» Problem statement: Starting at the line below that contains "to serialize merged", print each line through the end of the records exactly as it appears.

[Extracted material — start]

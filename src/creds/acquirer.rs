//! # CredentialAcquirer: win exactly one credential slot.
//!
//! ## Sweep
//! ```text
//! loop {
//!   candidates() ──► shuffle ──► for each index:
//!        lock "<repo>/<index>" (microsecond retry budget)
//!            ├─ Unavailable ──► next candidate
//!            └─ held ──► write slot files, merge overlay, return HeldSlot
//!   all candidates taken ──► fresh shuffle, sweep again (forever)
//! }
//! ```
//!
//! Failing to win *any* slot is contention, never an error: another host
//! will free one eventually. The only fatal outcomes are an empty candidate
//! set and a won slot whose material is incomplete: both mean provisioning
//! is broken and a restart cannot help without operator action.
//!
//! ## Candidate list caching
//! Enumerating the store recursively is expensive and, under a scale-out
//! herd, gets the whole fleet throttled. The first host to finish a full
//! enumeration therefore writes the result to a well-known parameter with a
//! conditional put; losing that write race is fine, the winner's list is
//! equivalent.

use std::collections::{BTreeSet, HashMap};
use std::fs;
use std::io;
use std::os::unix::fs::PermissionsExt;
use std::path::Path;
use std::sync::Arc;

use log::{debug, info, warn};
use nix::unistd::{chown, User};
use rand::seq::SliceRandom;
use serde_json::Value;

use crate::cloud::{LockHandle, LockService, ParameterStore};
use crate::core::Config;
use crate::error::{LockError, ParamError, SupervisorError};

/// Parameter basename → credential file written for it.
const SLOT_FILES: [(&str, &str); 3] = [
    ("config", ".runner"),
    ("credentials", ".credentials"),
    ("rsaparams", ".credentials_rsaparams"),
];

/// A credential slot this process holds exclusively.
///
/// The lock handle lives inside; dropping the slot releases the lock, and
/// the service's lease expiry covers a crash where drop never runs.
pub struct HeldSlot {
    index: String,
    _lock: Box<dyn LockHandle>,
}

impl std::fmt::Debug for HeldSlot {
    fn fmt(&self, f: &mut std::fmt::Formatter<'_>) -> std::fmt::Result {
        f.debug_struct("HeldSlot")
            .field("index", &self.index)
            .finish_non_exhaustive()
    }
}

impl HeldSlot {
    /// Index of the slot within the repository's provisioned set.
    pub fn index(&self) -> &str {
        &self.index
    }
}

/// Sweeps candidate credential slots until one is locked and written.
pub struct CredentialAcquirer {
    params: Arc<dyn ParameterStore>,
    locks: Arc<dyn LockService>,
    cfg: Config,
}

impl CredentialAcquirer {
    /// Creates an acquirer over the given store and lock service.
    pub fn new(params: Arc<dyn ParameterStore>, locks: Arc<dyn LockService>, cfg: Config) -> Self {
        Self { params, locks, cfg }
    }

    /// Acquires a slot, retrying forever across sweeps.
    ///
    /// Each sweep shuffles the candidate order so a fleet booting together
    /// spreads its contention across the slot set.
    pub async fn acquire(&self) -> Result<HeldSlot, SupervisorError> {
        loop {
            let mut candidates = self.candidate_indices().await?;
            candidates.shuffle(&mut rand::thread_rng());
            info!("trying to get a set of credentials in this order: {candidates:?}");

            for index in &candidates {
                let key = format!("{}/{index}", self.cfg.repo);
                match self
                    .locks
                    .acquire(&key, self.cfg.lock_retry_period, self.cfg.lock_retry_timeout)
                    .await
                {
                    Ok(lock) => {
                        info!("obtained lock on {index}");
                        self.write_slot_material(index).await?;
                        self.merge_overlay().await;
                        return Ok(HeldSlot {
                            index: index.clone(),
                            _lock: lock,
                        });
                    }
                    Err(LockError::Unavailable) => {
                        info!("could not lock {index}, trying next");
                    }
                    Err(LockError::Service(err)) => {
                        warn!("lock service failed for {index}: {err}");
                    }
                }
            }
        }
    }

    /// Enumerates candidate slot indices for the repository.
    ///
    /// Prefers the baked list; falls back to a recursive store sweep that
    /// keeps only single-level numeric indices, then opportunistically bakes
    /// the result for the rest of the fleet.
    async fn candidate_indices(&self) -> Result<Vec<String>, SupervisorError> {
        let base = format!("{}/{}", self.cfg.param_prefix, self.cfg.repo);
        let baked = format!("{base}/runnersList");

        match self.params.get(&baked).await {
            Ok(list) => {
                info!("using pre-computed credential indexes from {baked}");
                return Ok(list.split(',').map(str::to_string).collect());
            }
            Err(ParamError::NotFound(_)) => {}
            Err(err) => return Err(err.into()),
        }

        let prefix = format!("{base}/");
        info!("looking at {prefix} for possible credentials");

        let mut seen = BTreeSet::new();
        for name in self.params.list_recursive(&prefix).await? {
            let Some(local) = name.strip_prefix(&prefix) else {
                continue;
            };
            // Expect exactly "<index>/<file>"; anything nested belongs to a
            // different repository sharing the prefix.
            let mut parts = local.split('/');
            let (Some(index), Some(_file), None) = (parts.next(), parts.next(), parts.next())
            else {
                debug!("ignoring nested path {name}");
                continue;
            };
            if index.parse::<u64>().is_err() {
                debug!("ignoring non-numeric index {name}");
                continue;
            }
            seen.insert(index.to_string());
        }

        if seen.is_empty() {
            return Err(SupervisorError::NoSlots {
                repo: self.cfg.repo.clone(),
            });
        }

        let list: Vec<String> = seen.into_iter().collect();
        match self.params.put_if_absent(&baked, &list.join(",")).await {
            Ok(()) => info!("stored pre-computed credential indexes at {baked}"),
            // Race, we lost, never mind.
            Err(ParamError::AlreadyExists(_)) => debug!("another host baked the list first"),
            Err(err) => warn!("could not bake credential index list: {err}"),
        }

        Ok(list)
    }

    /// Fetches the slot's parameters and writes each known one to its file.
    ///
    /// A slot missing any expected parameter is corrupt provisioning and
    /// fatal; unknown extras are logged and skipped.
    async fn write_slot_material(&self, index: &str) -> Result<(), SupervisorError> {
        let path = format!("{}/{}/{index}", self.cfg.param_prefix, self.cfg.repo);
        let mut pending: HashMap<&str, &str> = SLOT_FILES.into_iter().collect();

        for param in self.params.get_by_path(&path).await? {
            let base = param.name.rsplit('/').next().unwrap_or(&param.name);
            let Some(filename) = pending.remove(base) else {
                info!("unknown parameter from store: {:?}", param.name);
                continue;
            };
            let dest = self.cfg.output_dir.join(filename);
            info!("writing {:?} to {dest:?}", param.name);
            fs::write(&dest, &param.value)?;
            fs::set_permissions(&dest, fs::Permissions::from_mode(0o600))?;
            self.assign_owner(&dest)?;
        }

        if !pending.is_empty() {
            let mut missing: Vec<String> = pending.keys().map(|k| k.to_string()).collect();
            missing.sort_unstable();
            return Err(SupervisorError::IncompleteSlot {
                index: index.to_string(),
                missing,
            });
        }
        Ok(())
    }

    fn assign_owner(&self, path: &Path) -> io::Result<()> {
        let Some(name) = &self.cfg.runner_user else {
            return Ok(());
        };
        let user = User::from_name(name)
            .map_err(|errno| io::Error::from_raw_os_error(errno as i32))?
            .ok_or_else(|| {
                io::Error::new(io::ErrorKind::NotFound, format!("no such user: {name}"))
            })?;
        chown(path, Some(user.uid), Some(user.gid))
            .map_err(|errno| io::Error::from_raw_os_error(errno as i32))
    }

    /// Merges the repository's configuration overlay into the written runner
    /// settings, key-wise, overlay winning per key.
    ///
    /// The overlay is optional and best-effort: absent or unparsable means
    /// the settings stay as provisioned.
    async fn merge_overlay(&self) {
        let name = format!("{}/{}/configOverlay", self.cfg.param_prefix, self.cfg.repo);
        info!("loading config overlay from {name}");

        let raw = match self.params.get(&name).await {
            Ok(value) => value,
            Err(err) => {
                debug!("failed to load config overlay: {err}");
                return;
            }
        };
        let overlay = match serde_json::from_str::<Value>(&raw) {
            Ok(Value::Object(map)) => map,
            Ok(_) | Err(_) => {
                debug!("config overlay is not a JSON object, ignoring");
                return;
            }
        };

        let dest = self.cfg.output_dir.join(".runner");
        let settings = fs::read_to_string(&dest)
            .ok()
            .and_then(|raw| serde_json::from_str::<Value>(&raw).ok());
        let Some(Value::Object(mut settings)) = settings else {
            warn!("runner settings at {dest:?} are not readable JSON, skipping overlay");
            return;
        };

        for (key, value) in overlay {
            settings.insert(key, value);
        }

        match serde_json::to_string_pretty(&Value::Object(settings)) {
            Ok(merged) => {
                if let Err(err) = fs::write(&dest, merged) {
                    warn!("failed to write merged runner settings: {err}");
                }
            }
            Err(err) => warn!("failed to serialize merged runner settings: {err}"),
        }
    }
}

[Extracted material — finish]

» Solution below:
            Err(err) => warn!("failed to serialize merged runner settings: {err}"),
        }
    }
}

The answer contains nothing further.